Public debt in developing countries rising rapidly – UNCTAD
Folarin Abiodun
The UN Development and Trade (UNCTAD) has said that public debt in developing countries has grown twice as fast as in developed economies since 2010.
According to the UN agency, the $31 trillion debt by developing economies in 2024 is less than the overall global debt of $102 trillion.
A World of Debt Report 2025 notes a stark contrast among developing regions. Asia and Oceania hold 24% of global public debt, followed by Latin America and the Caribbean (5%), and Africa (2%). “The burden of this debt varies significantly based on the price and maturity of the debt finance countries have access to, and is further exacerbated by the inequality embedded in the international financial architecture,” it stated.
UNCTAD stated that developing countries are now facing a high and growing cost of external public debt as debt service on external public debt reached $487 billion in 2023. Half of developing countries were paying at least 6.5% of export revenues to service external public debt.
“This dynamic is largely a result of high borrowing costs, which increase the resources needed to pay creditors, making it difficult for developing countries to finance investments. Since 2020, developing regions have been borrowing at rates that are two to four times higher than those for the United States.
“Moreover, developing countries experienced a net resource outflow for the second year in a row.
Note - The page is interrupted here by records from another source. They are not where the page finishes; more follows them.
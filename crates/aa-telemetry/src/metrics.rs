//! Prometheus metrics for account authentication.
//!
//! All metrics follow the naming convention: `aa_<area>_<metric>_<unit>`

use lazy_static::lazy_static;
use prometheus::{
    exponential_buckets, Encoder, Histogram, HistogramOpts, IntCounter, IntCounterVec, Opts,
    Registry, TextEncoder,
};

use crate::TelemetryError;

lazy_static! {
    /// Global metrics registry
    pub static ref REGISTRY: Registry = Registry::new();

    /// Authentication attempts by resolved sign mode and outcome
    pub static ref AUTH_ATTEMPTS: IntCounterVec = IntCounterVec::new(
        Opts::new("aa_auth_attempts_total", "Authentication attempts by sign mode and outcome"),
        &["sign_mode", "outcome"]  // outcome: success or an error kind
    ).expect("metric creation failed");

    /// Sequences consumed, including by attempts that later failed
    pub static ref SEQUENCES_CONSUMED: IntCounter = IntCounter::new(
        "aa_auth_sequences_consumed_total",
        "Total account sequences consumed by authentication"
    ).expect("metric creation failed");

    /// End-to-end authentication latency
    pub static ref AUTH_DURATION: Histogram = Histogram::with_opts(
        HistogramOpts::new(
            "aa_auth_duration_seconds",
            "Time spent authenticating a single signer"
        ).buckets(exponential_buckets(0.00001, 2.0, 16).expect("valid bucket layout"))
    ).expect("metric creation failed");

    /// Public key rotations
    pub static ref KEY_ROTATIONS: IntCounter = IntCounter::new(
        "aa_account_key_rotations_total",
        "Total public key swaps performed by accounts"
    ).expect("metric creation failed");
}

/// Register all metrics with the global registry.
///
/// Safe to call more than once; already registered collectors are skipped.
pub fn register_metrics() -> Result<(), TelemetryError> {
    let metrics: Vec<Box<dyn prometheus::core::Collector>> = vec![
        Box::new(AUTH_ATTEMPTS.clone()),
        Box::new(SEQUENCES_CONSUMED.clone()),
        Box::new(AUTH_DURATION.clone()),
        Box::new(KEY_ROTATIONS.clone()),
    ];

    for metric in metrics {
        match REGISTRY.register(metric) {
            Ok(()) | Err(prometheus::Error::AlreadyReg) => {}
            Err(e) => return Err(TelemetryError::MetricsInit(e.to_string())),
        }
    }

    Ok(())
}

/// Encode all registered metrics in Prometheus text format.
pub fn gather_text() -> Result<String, TelemetryError> {
    let encoder = TextEncoder::new();
    let metric_families = REGISTRY.gather();
    let mut buffer = Vec::new();
    encoder
        .encode(&metric_families, &mut buffer)
        .map_err(|e| TelemetryError::MetricsInit(e.to_string()))?;
    String::from_utf8(buffer).map_err(|e| TelemetryError::MetricsInit(e.to_string()))
}

/// Timer guard for automatic histogram observation.
pub struct HistogramTimer {
    histogram: Histogram,
    start: std::time::Instant,
}

impl HistogramTimer {
    /// Start a new timer for the given histogram.
    pub fn new(histogram: &Histogram) -> Self {
        Self {
            histogram: histogram.clone(),
            start: std::time::Instant::now(),
        }
    }
}

impl Drop for HistogramTimer {
    fn drop(&mut self) {
        self.histogram.observe(self.start.elapsed().as_secs_f64());
    }
}

/// Start timing for a histogram. Observation happens on drop.
#[macro_export]
macro_rules! time_histogram {
    ($histogram:expr) => {
        $crate::metrics::HistogramTimer::new(&$histogram)
    };
}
In 2023, they paid $25 billion more to their external creditors in debt servicing than they received in fresh disbursements, resulting in a negative net resource transfer.
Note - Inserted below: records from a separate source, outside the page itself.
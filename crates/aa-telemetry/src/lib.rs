//! # Account Telemetry
//!
//! Logging, tracing and metrics shared by the account crates.
//!
//! ## Usage
//!
//! ```rust,ignore
//! use aa_telemetry::{init_telemetry, TelemetryConfig};
//!
//! fn main() {
//!     init_telemetry(&TelemetryConfig::from_env()).expect("Failed to init telemetry");
//!     // Spans, logs and metrics are now being collected
//! }
//! ```
//!
//! ## Environment Variables
//!
//! | Variable | Default | Description |
//! |----------|---------|-------------|
//! | `AA_SERVICE_NAME` | `abstract-accounts` | Service name in startup logs |
//! | `AA_LOG_LEVEL` | `info` | Log level filter (falls back to `RUST_LOG`) |
//! | `AA_CONSOLE_OUTPUT` | `true` | Write logs to the console |
//! | `AA_JSON_LOGS` | `false` | JSON log lines (default `true` in containers) |

pub mod config;
mod logging;
pub mod metrics;
pub mod tracing_setup;

pub use config::TelemetryConfig;
pub use metrics::{
    gather_text, register_metrics, HistogramTimer, AUTH_ATTEMPTS, AUTH_DURATION, KEY_ROTATIONS,
    SEQUENCES_CONSUMED,
};

use thiserror::Error;

/// Telemetry initialization errors
#[derive(Error, Debug)]
pub enum TelemetryError {
    #[error("Failed to initialize tracing subscriber: {0}")]
    TracerInit(String),

    #[error("Failed to initialize Prometheus metrics: {0}")]
    MetricsInit(String),

    #[error("Invalid configuration: {0}")]
    Config(String),
}

/// Register metrics and install the global tracing subscriber.
pub fn init_telemetry(config: &TelemetryConfig) -> Result<(), TelemetryError> {
    register_metrics()?;
    tracing_setup::init_tracing(config)
}

/// Create an info-level span for one authentication attempt.
///
/// # Example
///
/// ```rust,ignore
/// let span = aa_telemetry::auth_span!("authenticate", account = %address, signer_index = 0);
/// let _enter = span.enter();
/// ```
#[macro_export]
macro_rules! auth_span {
    ($name:expr, $($field:tt)*) => {
        tracing::info_span!($name, $($field)*)
    };
}

/// Convenience macro for recording a metric increment.
#[macro_export]
macro_rules! metric_inc {
    ($metric:expr) => {
        $metric.inc()
    };
    ($metric:expr, $labels:expr) => {
        $metric.with_label_values($labels).inc()
    };
}

/// Convenience macro for recording a metric with a value.
#[macro_export]
macro_rules! metric_observe {
    ($metric:expr, $value:expr) => {
        $metric.observe($value)
    };
    ($metric:expr, $labels:expr, $value:expr) => {
        $metric.with_label_values($labels).observe($value)
    };
}
//! # Error Types
//!
//! Defines error types used across crates.

use thiserror::Error;

/// Errors raised by account state storage.
#[derive(Debug, Clone, Error, PartialEq, Eq)]
pub enum StoreError {
    /// No state exists for the account.
    #[error("Account state not found: {0}")]
    NotFound(String),

    /// State for the account was already created.
    #[error("Account state already exists: {0}")]
    AlreadyExists(String),

    /// A lock guarding the state was poisoned by a panicking writer.
    #[error("Lock poisoned")]
    LockPoisoned,

    /// The sequence counter cannot advance any further.
    #[error("Sequence overflow for account {0}")]
    SequenceOverflow(String),

    /// Backend failure.
    #[error("Database error: {0}")]
    DatabaseError(String),
}

/// Errors raised by external collaborators (header source, registries, codecs).
#[derive(Debug, Clone, Error, PartialEq, Eq)]
pub enum CollaboratorError {
    /// The collaborator could not be reached or did not answer.
    #[error("{service} unavailable: {reason}")]
    Unavailable {
        /// Name of the collaborator.
        service: &'static str,
        /// Human-readable reason.
        reason: String,
    },

    /// The collaborator answered but rejected the input.
    #[error("{service} rejected input: {reason}")]
    Rejected {
        /// Name of the collaborator.
        service: &'static str,
        /// Human-readable reason.
        reason: String,
    },
}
“The impact of these trends on development is a major concern, as people pay the price. Persistently high interest rates, weak global economic prospects and heightened uncertainty are having a direct impact on public budgets. Developing countries’ net interest payments on public debt reached $921 billion in 2024, a 10% increase compared to 2023. In the same vein, a record 61 developing countries allocated 10% or more of government revenues to interest payments.
“Developing countries’ interest payments are not only growing rapidly but also outpacing growth in critical public expenditures, such as on health and education.
“As a consequence, in many developing countries, the need to service existing obligations is constraining spending in other key areas essential for sustainable development. Overall, a total of 3.4 billion people live in countries that spend more on interest payments than on either health or education,” UNCTAD explained in the report.
The report pointed out that developing countries must not be forced to choose between their debt servicing obligations or servicing their people.
Thus, there is now a pressing need to reform the international finance architecture. Part of the recommendations from the report include: Making the system more inclusive and development-oriented; enhancing the availability of liquidity in times of crisis; creating an effective debt workout mechanism that addresses current deficiencies; and providing more and better concession finance and technical assistance to support countries in tackling the high cost of debt.